The bickering is likely to break out again once Americans get a look at The Sum of Us. It's set in a blue-collar household in Sydney, Australia, and its homegrown stars--Jack Thompson and Russell Crowe--don't have the glamour of back-to-back Oscar winner Tom Hanks. But this witty, bittersweet movie about the bond between a plucky widower and his gay son has already provoked some of the same complaints Philadelphia did.

Predictably, Newt's thought police would like to sweep it off the planet. Some proponents of "queer cinema," on the other hand, beef that Sum shies away from gay love scenes and that the father is an unrealistically tolerant parent.

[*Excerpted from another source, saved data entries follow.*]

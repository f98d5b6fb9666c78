//! Compact frequency-bin records
//! 
//! A record keeps the DC coefficient and the non-redundant half of a frame's
//! spectrum (indices 1..=N/2) tagged with their frequencies. Decoding rebuilds
//! the upper half by copying the lower half in mirror order. The copied values
//! are NOT conjugated, so a spectrum with non-zero imaginary parts does not
//! come back Hermitian.

use serde::{Deserialize, Serialize};

use crate::error::{Result, SpectralError};
use crate::math::{Complex, linear_amplitude_to_db};

use super::framing::Frame;

/// One spectral coefficient and its frequency
#[derive(Debug, Clone, Copy, PartialEq, Serialize, Deserialize)]
pub struct FrequencyBin {
    /// sample_rate·i/N for bin index i
    pub frequency_hz: f64,
    
    /// X[i], unscaled
    pub amplitude: Complex,
}

impl FrequencyBin {
    pub fn new(frequency_hz: f64, amplitude: Complex) -> Self {
        Self {
            frequency_hz,
            amplitude,
        }
    }
    
    /// |X[i]|
    pub fn magnitude(&self) -> f64 {
        self.amplitude.norm()
    }
    
    /// arg(X[i]) in radians
    pub fn phase(&self) -> f64 {
        self.amplitude.arg()
    }
    
    /// 20·log10(|X[i]|); a zero bin gives -inf
    pub fn magnitude_db(&self) -> f64 {
        linear_amplitude_to_db(self.magnitude())
    }
}

/// DC term plus bins 1..=N/2 of one transformed frame
#[derive(Debug, Clone, Default, PartialEq, Serialize, Deserialize)]
pub struct BinRecord {
    /// X[0]
    pub dc: Complex,
    
    /// Bins in strictly increasing index order
    pub bins: Vec<FrequencyBin>,
}

impl BinRecord {
    /// Length of the frame this record decodes to
    pub fn frame_len(&self) -> usize {
        self.bins.len() * 2
    }
    
    /// Bin with the largest magnitude, with its bin index (1-based, DC excluded)
    pub fn peak(&self) -> Option<(usize, &FrequencyBin)> {
        self.bins
            .iter()
            .enumerate()
            .max_by(|(_, a), (_, b)| a.magnitude().total_cmp(&b.magnitude()))
            .map(|(i, bin)| (i + 1, bin))
    }
}

/// Encode a frequency-domain frame as a bin record
/// 
/// # Arguments
/// * `frame` - Spectrum of length N (N ≥ 1)
/// * `sample_rate` - Sample rate in Hz, used for the bin frequencies
/// 
/// # Returns
/// Record with DC = X[0] and N/2 bins for indices 1..=N/2
/// 
/// # Panics
/// If the frame is empty
pub fn to_bins(frame: &[Complex], sample_rate: f64) -> BinRecord {
    let n = frame.len();
    let num_bins = n / 2;
    
    let bins = (1..=num_bins)
        .map(|i| FrequencyBin::new(sample_rate * i as f64 / n as f64, frame[i]))
        .collect();
    
    BinRecord {
        dc: frame[0],
        bins,
    }
}

/// Decode a bin record back into a full frame of length 2M
/// 
/// frame[0] = DC, frame[1..=M] = bins, frame[M + j] = frame[M - j] for
/// j in 1..M (copied verbatim).
/// 
/// # Panics
/// If the record holds no bins
pub fn from_bins(record: &BinRecord) -> Frame {
    let m = record.bins.len();
    assert!(m > 0, "from_bins: record holds no bins");
    
    let mut frame = Vec::with_capacity(2 * m);
    frame.push(record.dc);
    frame.extend(record.bins.iter().map(|bin| bin.amplitude));
    
    for j in 1..m {
        let mirrored = frame[m - j];
        frame.push(mirrored);
    }
    
    frame
}

/// Checked variant of [`from_bins`]
pub fn try_from_bins(record: &BinRecord) -> Result<Frame> {
    if record.bins.is_empty() {
        return Err(SpectralError::EmptyBinRecord);
    }
    Ok(from_bins(record))
}

/// Encode every frame of a collection, preserving order
pub fn frames_to_bins(frames: &[Frame], sample_rate: f64) -> Vec<BinRecord> {
    frames.iter().map(|frame| to_bins(frame, sample_rate)).collect()
}

/// Decode every record of a collection, preserving order
pub fn bins_to_frames(records: &[BinRecord]) -> Vec<Frame> {
    records.iter().map(from_bins).collect()
}

#[cfg(test)]
mod tests {
    use super::*;
    
    fn c(re: f64, im: f64) -> Complex {
        Complex::new(re, im)
    }
    
    fn sample_frame() -> Frame {
        vec![
            c(10.0, 0.0),
            c(1.0, 2.0),
            c(3.0, -4.0),
            c(5.0, 0.5),
            c(-6.0, 0.0),
            c(5.0, -0.5),
            c(3.0, 4.0),
            c(1.0, -2.0),
        ]
    }
    
    #[test]
    fn test_to_bins_layout() {
        let record = to_bins(&sample_frame(), 8000.0);
        
        assert_eq!(record.dc, c(10.0, 0.0));
        assert_eq!(record.bins.len(), 4);
        assert_eq!(record.frame_len(), 8);
        
        let freqs: Vec<f64> = record.bins.iter().map(|b| b.frequency_hz).collect();
        assert_eq!(freqs, vec![1000.0, 2000.0, 3000.0, 4000.0]);
        
        // Amplitudes copied verbatim, including the Nyquist bin
        assert_eq!(record.bins[1].amplitude, c(3.0, -4.0));
        assert_eq!(record.bins[3].amplitude, c(-6.0, 0.0));
    }
    
    #[test]
    fn test_from_bins_mirrors_without_conjugation() {
        let frame = sample_frame();
        let decoded = from_bins(&to_bins(&frame, 8000.0));
        
        assert_eq!(decoded.len(), 8);
        assert_eq!(&decoded[..5], &frame[..5]);
        
        // Upper half is the lower half reversed, imaginary signs unchanged
        assert_eq!(decoded[5], c(5.0, 0.5));
        assert_eq!(decoded[6], c(3.0, -4.0));
        assert_eq!(decoded[7], c(1.0, 2.0));
        assert_ne!(decoded[7], frame[7]);
    }
    
    #[test]
    fn test_single_bin_record() {
        let record = BinRecord {
            dc: c(1.0, 0.0),
            bins: vec![FrequencyBin::new(24000.0, c(2.0, 0.0))],
        };
        assert_eq!(from_bins(&record), vec![c(1.0, 0.0), c(2.0, 0.0)]);
    }
    
    #[test]
    fn test_empty_record() {
        let record = BinRecord::default();
        
        assert_eq!(try_from_bins(&record), Err(SpectralError::EmptyBinRecord));
        assert!(record.peak().is_none());
    }
    
    #[test]
    #[should_panic(expected = "no bins")]
    fn test_from_bins_panics_on_empty() {
        from_bins(&BinRecord::default());
    }
    
    #[test]
    fn test_bin_inspection() {
        let record = to_bins(&sample_frame(), 8000.0);
        
        let (index, bin) = record.peak().unwrap();
        assert_eq!(index, 4);
        assert_eq!(bin.frequency_hz, 4000.0);
        
        let bin = FrequencyBin::new(100.0, c(0.0, 10.0));
        assert!((bin.magnitude() - 10.0).abs() < 1e-12);
        assert!((bin.phase() - std::f64::consts::FRAC_PI_2).abs() < 1e-12);
        assert!((bin.magnitude_db() - 20.0).abs() < 1e-12);
        
        let silent = FrequencyBin::new(100.0, c(0.0, 0.0));
        assert_eq!(silent.magnitude_db(), f64::NEG_INFINITY);
    }
    
    #[test]
    fn test_record_json_reload_is_bit_exact() {
        // Values that need all 17 significant digits to survive a reload
        let frame: Frame = (0..64)
            .map(|i| {
                let t = i as f64 + 0.1;
                c((1.7 * t).sin() * 3.3 / t, -(0.9 * t).cos() / 7.0)
            })
            .collect();
        let record = to_bins(&frame, 44100.0);
        
        let json = serde_json::to_string(&record).unwrap();
        let restored: BinRecord = serde_json::from_str(&json).unwrap();
        
        assert_eq!(restored.dc.re.to_bits(), record.dc.re.to_bits());
        assert_eq!(restored.dc.im.to_bits(), record.dc.im.to_bits());
        for (a, b) in restored.bins.iter().zip(record.bins.iter()) {
            assert_eq!(a.frequency_hz.to_bits(), b.frequency_hz.to_bits());
            assert_eq!(a.amplitude.re.to_bits(), b.amplitude.re.to_bits());
            assert_eq!(a.amplitude.im.to_bits(), b.amplitude.im.to_bits());
        }
        assert_eq!(restored, record);
    }
    
    #[test]
    fn test_collection_codec_preserves_order() {
        let frames = vec![sample_frame(), vec![c(1.0, 0.0), c(-1.0, 0.0)]];
        let records = frames_to_bins(&frames, 48000.0);
        
        assert_eq!(records.len(), 2);
        assert_eq!(records[1].bins.len(), 1);
        assert_eq!(records[1].bins[0].frequency_hz, 24000.0);
        
        let decoded = bins_to_frames(&records);
        assert_eq!(decoded[1], frames[1]);
        assert_eq!(decoded[0].len(), 8);
    }
}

Go ahead and argue. Meanwhile, Jeff Mitchell (Crowe) and his dad, Harry (Thompson), are a most intriguing odd couple, as theatergoers dis-covered when David Stevens's play turned into a surprise off-Broadway smash in 1990. Jeff is a rugby-playing plumber who, though 34, still has a touch of adolescent rebellion in him. Harry, a salt-of-the-earth harbor pilot, talks plainly, takes people at face value and, although he carps about quirks, has accepted his son's orientation with grace and wit. They're a couple of beer-drinking Aussie blokes happily free of pretensions, but that doesn't mean they're happy. Jeff worries aloud that he may never find love. Years after his wife's death, Harry's finally signed up with the local computer dating service, hoping for a second chance.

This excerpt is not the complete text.